Bob Lutz has accomplished more in his golden years than most auto execs do in a lifetime. At age 69, Lutz became General Motors’ Vice Chairman of Product Development and helped create cars such as the Cadillac CTS, Cadillac SRX, Chevrolet Malibu, Buick Enclave, Buick LaCrosse, and Pontiac Solstice. He also championed the electric/gas Chevrolet Volt before withdrawing from an active role at GM in 2009. Now at age 81, Lutz is launching a high-performance sedan, the VL Destino.
Gilbert Villarreal, a self-made millionaire in the auto components industry, decided that replacing the hybrid powertrain of a Fisker Karma with a Chevrolet Corvette engine was a great idea. Villareal turned to friend and business partner in VL (Villareal Lutz) watches, Bob Lutz, to make it happen. Lutz says he starts with a well-engineered car and adds a well-engineered drivetrain. The German engineering firm that helped bring about the Fisker Karma (as well as the Porsche Panamera) is engineering the changes needed for the engine transplant.
Swapping the hybrid system and its heavy batteries for a 638-horsepower Corvette ZR1 engine makes the Destino (Italian for “destiny”) 1,200 pounds lighter than a Fisker. Destino’s total weight is only a few hundred pounds more than a ’Vette. Lutz says the Destino will be the fastest 4-door sedan in the world. Top speed could be in the 200 mph range. Expected price is around $200,000. The VL brochure also mentions availability of the 450-horse LT1 of the base Corvette. This version might come in under $200,000, although with less performance.
Styling was always a Fisker strong point, although many (including Lutz) disliked the moustache grille. The VL fixes that problem with a new front end and also adds a power-bulge hood to accommodate the Corvette V8. Lutz contends that some people bought the hybrid Fisker because they liked its looks, rather a desire to save the planet. Many would like a Fisker with performance to match its looks. The Destino is for them. In fact, current Fisker owners have asked Lutz if he could drop a ’Vette engine in their cars. Lutz plans to accommodate them for about half the price of Destino.
Now that the future of Fisker Automotive is doubtful and their battery supplier is in Chapter 11, that conversion might be a good idea.

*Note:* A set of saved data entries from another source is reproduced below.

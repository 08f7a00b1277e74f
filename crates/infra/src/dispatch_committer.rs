//! Dispatch commit: the one persisted state change of the scan workflow.
//!
//! ```text
//! all parts scanned
//!   ↓
//! update_status_to_dispatched_if_pending(id, now)   (single conditional write)
//!   ↓
//! Dispatched ──────────────→ CommitOutcome::Dispatched
//! AlreadyDispatched ───────→ CommitOutcome::AlreadyDispatched   (retry or racing station)
//! NotFound ────────────────→ CommitError::NotFound              (fatal for the session)
//! store error ─────────────→ CommitError::Store                 (retryable when transient)
//! ```

use chrono::{DateTime, Utc};
use thiserror::Error;
use tracing::instrument;

use shipcheck_orders::{Order, OrderId};

use crate::order_store::{ConditionalDispatch, OrderStore, OrderStoreError};

#[derive(Debug, Clone, PartialEq, Eq)]
pub enum CommitOutcome {
    /// This commit performed the transition.
    Dispatched(Order),
    /// The order was already past dispatch; the desired end state holds.
    AlreadyDispatched(Order),
}

impl CommitOutcome {
    pub fn order(&self) -> &Order {
        match self {
            CommitOutcome::Dispatched(o) | CommitOutcome::AlreadyDispatched(o) => o,
        }
    }

    pub fn into_order(self) -> Order {
        match self {
            CommitOutcome::Dispatched(o) | CommitOutcome::AlreadyDispatched(o) => o,
        }
    }

    pub fn was_already_dispatched(&self) -> bool {
        matches!(self, CommitOutcome::AlreadyDispatched(_))
    }
}

#[derive(Debug, Error, Clone, PartialEq, Eq)]
pub enum CommitError {
    #[error("order {0} disappeared before dispatch")]
    NotFound(OrderId),

    #[error(transparent)]
    Store(#[from] OrderStoreError),
}

impl CommitError {
    pub fn is_retryable(&self) -> bool {
        match self {
            CommitError::NotFound(_) => false,
            CommitError::Store(e) => e.is_transient(),
        }
    }
}

/// Performs the conditional `Pending → Dispatched` transition.
#[derive(Debug, Clone)]
pub struct DispatchCommitter<S> {
    store: S,
}

impl<S> DispatchCommitter<S>
where
    S: OrderStore,
{
    pub fn new(store: S) -> Self {
        Self { store }
    }

    /// Commit the dispatch of `order_id` stamped with `now`.
    ///
    /// Idempotent: a repeated call reports `AlreadyDispatched` and leaves
    /// `dispatched_at` as the first commit wrote it.
    #[instrument(skip(self), fields(order_id = %order_id), err)]
    pub async fn commit(
        &self,
        order_id: OrderId,
        now: DateTime<Utc>,
    ) -> Result<CommitOutcome, CommitError> {
        match self
            .store
            .update_status_to_dispatched_if_pending(order_id, now)
            .await?
        {
            ConditionalDispatch::Dispatched(order) => {
                tracing::info!(tracking_id = %order.tracking_id(), "order dispatched");
                Ok(CommitOutcome::Dispatched(order))
            }
            ConditionalDispatch::AlreadyDispatched(order) => {
                tracing::info!(
                    tracking_id = %order.tracking_id(),
                    "dispatch commit found order already dispatched"
                );
                Ok(CommitOutcome::AlreadyDispatched(order))
            }
            ConditionalDispatch::NotFound => Err(CommitError::NotFound(order_id)),
        }
    }
}
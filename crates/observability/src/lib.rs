//! Process-wide tracing setup shared by the binaries.

/// Tracing configuration (filters, output format).
pub mod tracing;

pub use crate::tracing::LogFormat;

/// Initialize process-wide observability using `SHIPCHECK_LOG_FORMAT`
/// (defaults to JSON).
///
/// Safe to call multiple times; subsequent calls are no-ops.
pub fn init() {
    tracing::init(LogFormat::from_env());
}
//! `shipcheck-auth` : authentication/authorization boundary.
//!
//! Decoupled from HTTP and storage. Callers turn a verified principal into an
//! explicit [`Capability`] and pass that capability into the operations it
//! unlocks; nothing here reads ambient global state.

pub mod authorize;
pub mod claims;
pub mod jwt;
pub mod permissions;
pub mod principal;
pub mod roles;

pub use authorize::{authorize, AuthzError, Capability, Principal};
pub use claims::{JwtClaims, TokenValidationError, validate_claims};
pub use jwt::{Hs256JwtValidator, JwtError, JwtValidator};
pub use permissions::Permission;
pub use principal::PrincipalId;
pub use roles::{permissions_for_roles, Role};
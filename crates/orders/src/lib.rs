//! Orders domain module.
//!
//! Business rules for shipment orders and the expected-part derivation the
//! scan workflow verifies against. Deterministic domain logic only (no IO,
//! no HTTP, no storage).

pub mod expected;
pub mod identifiers;
pub mod order;

pub use expected::{
    DeclaredQuantities, ExpectedParts, ExpectedPartsSource, FlattenEntries, PartsSchema,
};
pub use identifiers::{PartNumber, TrackingId};
pub use order::{
    CreateOrder, DispatchOrder, Entry, Order, OrderCommand, OrderDispatched, OrderEvent, OrderId,
    OrderRecord, OrderStatus,
};
use std::sync::Arc;

use axum::{Json, extract::Extension, http::StatusCode, response::IntoResponse};

use crate::app::services::AppServices;
use crate::context::PrincipalContext;

pub async fn health() -> StatusCode {
    StatusCode::OK
}

pub async fn whoami(
    Extension(services): Extension<Arc<AppServices>>,
    Extension(principal): Extension<PrincipalContext>,
) -> impl IntoResponse {
    Json(serde_json::json!({
        "principal_id": principal.principal_id().to_string(),
        "roles": principal.roles().iter().map(|r| r.as_str()).collect::<Vec<_>>(),
        "store": services.backend.as_str(),
        "active_sessions": services.scans.active_sessions(),
    }))
}
//! Scan session state machine.
//!
//! `AwaitingTrackingId → AwaitingNextPart → Complete`. The session itself is
//! synchronous and does no IO: the caller looks the order up, hands it to
//! [`ScanSession::bind_order`], feeds scans through [`ScanSession::scan`] and,
//! once a scan reports [`ScanStep::ReadyForDispatch`], commits the dispatch and
//! reports the result back with [`ScanSession::complete`].

use std::sync::Arc;

use serde::Serialize;
use thiserror::Error;

use shipcheck_orders::{ExpectedParts, ExpectedPartsSource, Order, PartNumber, TrackingId};

use crate::matcher::{self, MatchOutcome, Progress, RejectReason, ScannedCounts};

#[derive(Debug, Clone, Copy, PartialEq, Eq, Serialize)]
#[serde(rename_all = "snake_case")]
pub enum ScanState {
    AwaitingTrackingId,
    AwaitingNextPart,
    Complete,
}

#[derive(Debug, Error, Clone, PartialEq, Eq)]
pub enum SessionError {
    #[error("session is {actual:?}, expected {expected:?}")]
    InvalidState { expected: ScanState, actual: ScanState },

    #[error("enter a part number")]
    EmptyPartNumber,

    #[error("order {0} is already dispatched")]
    AlreadyDispatched(TrackingId),

    #[error("order {0} has no parts to verify")]
    NothingToVerify(TrackingId),

    #[error("parts for order {tracking_id} cannot be verified: {reason}")]
    UnverifiableOrder { tracking_id: TrackingId, reason: String },

    #[error("not every part has been scanned yet")]
    NotReadyForDispatch,
}

/// What one scan did to the session.
#[derive(Debug, Clone, Copy, PartialEq, Eq)]
pub enum ScanStep {
    /// Counted; more parts are still expected.
    Accepted(Progress),
    /// Counted and every expected part is now scanned; dispatch may be committed.
    ReadyForDispatch(Progress),
    /// Not counted; session unchanged.
    Rejected { reason: RejectReason, progress: Progress },
}

/// Ephemeral per-operator verification state for one order.
#[derive(Debug, Clone)]
pub struct ScanSession {
    derivation: Arc<dyn ExpectedPartsSource>,
    order: Option<Order>,
    expected: ExpectedParts,
    scanned: ScannedCounts,
    state: ScanState,
}

impl ScanSession {
    pub fn new(derivation: Arc<dyn ExpectedPartsSource>) -> Self {
        Self {
            derivation,
            order: None,
            expected: ExpectedParts::new(),
            scanned: ScannedCounts::new(),
            state: ScanState::AwaitingTrackingId,
        }
    }

    pub fn state(&self) -> ScanState {
        self.state
    }

    pub fn order(&self) -> Option<&Order> {
        self.order.as_ref()
    }

    pub fn scanned(&self) -> &ScannedCounts {
        &self.scanned
    }

    /// Expected multiset for the bound order (empty before a tracking id is confirmed).
    pub fn expected(&self) -> &ExpectedParts {
        &self.expected
    }

    pub fn progress(&self) -> Progress {
        Progress::of(&self.expected, &self.scanned)
    }

    /// All parts scanned, dispatch not yet committed.
    pub fn is_ready_for_dispatch(&self) -> bool {
        self.state == ScanState::AwaitingNextPart
            && self.order.is_some()
            && self.progress().is_complete()
    }

    fn ensure_state(&self, expected: ScanState) -> Result<(), SessionError> {
        if self.state != expected {
            return Err(SessionError::InvalidState {
                expected,
                actual: self.state,
            });
        }
        Ok(())
    }

    /// Confirm the order found for the operator's tracking id.
    ///
    /// On error the session stays in `AwaitingTrackingId` with nothing bound.
    pub fn bind_order(&mut self, order: Order) -> Result<Progress, SessionError> {
        self.ensure_state(ScanState::AwaitingTrackingId)?;

        if order.status().is_past_dispatch() {
            return Err(SessionError::AlreadyDispatched(order.tracking_id().clone()));
        }

        let expected = self.derivation.expected_parts(&order).map_err(|e| {
            SessionError::UnverifiableOrder {
                tracking_id: order.tracking_id().clone(),
                reason: e.to_string(),
            }
        })?;
        if expected.is_empty() {
            return Err(SessionError::NothingToVerify(order.tracking_id().clone()));
        }

        self.order = Some(order);
        self.expected = expected;
        self.scanned.clear();
        self.state = ScanState::AwaitingNextPart;

        Ok(self.progress())
    }

    /// Evaluate one scanned part number.
    pub fn scan(&mut self, raw: &str) -> Result<ScanStep, SessionError> {
        self.ensure_state(ScanState::AwaitingNextPart)?;

        let part = PartNumber::parse(raw).map_err(|_| SessionError::EmptyPartNumber)?;
        let step = match matcher::evaluate(&self.expected, &mut self.scanned, &part) {
            MatchOutcome::Accepted { all_satisfied } => {
                let progress = self.progress();
                if all_satisfied {
                    ScanStep::ReadyForDispatch(progress)
                } else {
                    ScanStep::Accepted(progress)
                }
            }
            MatchOutcome::AlreadySatisfiedOrUnknown(reason) => ScanStep::Rejected {
                reason,
                progress: self.progress(),
            },
        };

        Ok(step)
    }

    /// Record a committed dispatch and finish the session.
    pub fn complete(&mut self, dispatched: Order) -> Result<(), SessionError> {
        if !self.is_ready_for_dispatch() {
            return Err(SessionError::NotReadyForDispatch);
        }
        self.order = Some(dispatched);
        self.state = ScanState::Complete;
        Ok(())
    }

    /// Abandon the current order and go back to waiting for a tracking id.
    pub fn reset(&mut self) {
        self.order = None;
        self.expected = ExpectedParts::new();
        self.scanned.clear();
        self.state = ScanState::AwaitingTrackingId;
    }
}
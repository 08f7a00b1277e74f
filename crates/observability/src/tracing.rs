//! Tracing/logging initialization.
//!
//! Scan sessions, store calls and dispatch commits emit spans through
//! `#[instrument]`; this module only decides where they go.

use tracing_subscriber::EnvFilter;

/// Default directive when `RUST_LOG` is unset.
pub const DEFAULT_FILTER: &str = "info";

#[derive(Debug, Clone, Copy, PartialEq, Eq, Default)]
pub enum LogFormat {
    /// One JSON object per line.
    #[default]
    Json,
    /// Human-readable output for local runs.
    Pretty,
}

impl LogFormat {
    pub fn parse(raw: &str) -> Option<Self> {
        match raw.trim().to_ascii_lowercase().as_str() {
            "json" => Some(Self::Json),
            "pretty" | "text" => Some(Self::Pretty),
            _ => None,
        }
    }

    /// Unknown values fall back to JSON.
    pub fn from_env() -> Self {
        std::env::var("SHIPCHECK_LOG_FORMAT")
            .ok()
            .and_then(|v| Self::parse(&v))
            .unwrap_or_default()
    }
}

/// Initialize tracing/logging for the process.
///
/// Safe to call multiple times (subsequent calls are no-ops).
pub fn init(format: LogFormat) {
    let filter =
        EnvFilter::try_from_default_env().unwrap_or_else(|_| EnvFilter::new(DEFAULT_FILTER));

    let builder = tracing_subscriber::fmt()
        .with_env_filter(filter)
        .with_timer(tracing_subscriber::fmt::time::SystemTime)
        .with_target(false);

    let _ = match format {
        LogFormat::Json => builder.json().try_init(),
        LogFormat::Pretty => builder.pretty().try_init(),
    };
}
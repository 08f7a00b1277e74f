//! HTTP API application wiring (Axum router + service wiring).
//!
//! - `services.rs`: order store selection, scan service, session sweeper
//! - `routes/`: HTTP routes + handlers (one file per area)
//! - `dto.rs`: request DTOs and their conversion into domain commands
//! - `errors.rs`: consistent error responses

use std::sync::Arc;

use axum::{Extension, Router, routing::get};
use tower::ServiceBuilder;

use shipcheck_infra::{AppConfig, OrderStoreError};

use crate::middleware;

pub mod dto;
pub mod errors;
pub mod routes;
pub mod services;

/// Build the full HTTP router (public entrypoint used by `main.rs`).
pub async fn build_app(config: &AppConfig) -> Result<Router, OrderStoreError> {
    let jwt = Arc::new(shipcheck_auth::Hs256JwtValidator::new(config.jwt_secret.as_bytes()));
    let auth_state = middleware::AuthState { jwt };

    let services = Arc::new(services::build_services(config).await?);

    // Protected routes: require a verified bearer token.
    let protected = routes::router()
        .layer(Extension(services))
        .layer(axum::middleware::from_fn_with_state(
            auth_state,
            middleware::auth_middleware,
        ));

    Ok(Router::new()
        .route("/health", get(routes::system::health))
        .merge(protected)
        .layer(ServiceBuilder::new()))
}
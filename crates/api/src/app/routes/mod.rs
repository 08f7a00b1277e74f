use axum::{Router, routing::get};

pub mod orders;
pub mod scan;
pub mod system;

/// Router for all authenticated endpoints.
pub fn router() -> Router {
    Router::new()
        .route("/whoami", get(system::whoami))
        .nest("/orders", orders::router())
        .nest("/scan", scan::router())
}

Without replacement batteries, Lutz says “they have a choice between an expensive boat anchor or world’s fastest sedan.” With Fisker in trouble, some might expect Destino to die before it gets off the ground, but Lutz sees all the unsold Fiskers as potential donor cars. He also claims to have already taken one year of orders. Production estimates range from 250 to 500 cars a year. Lutz expects deliveries to start in September or October.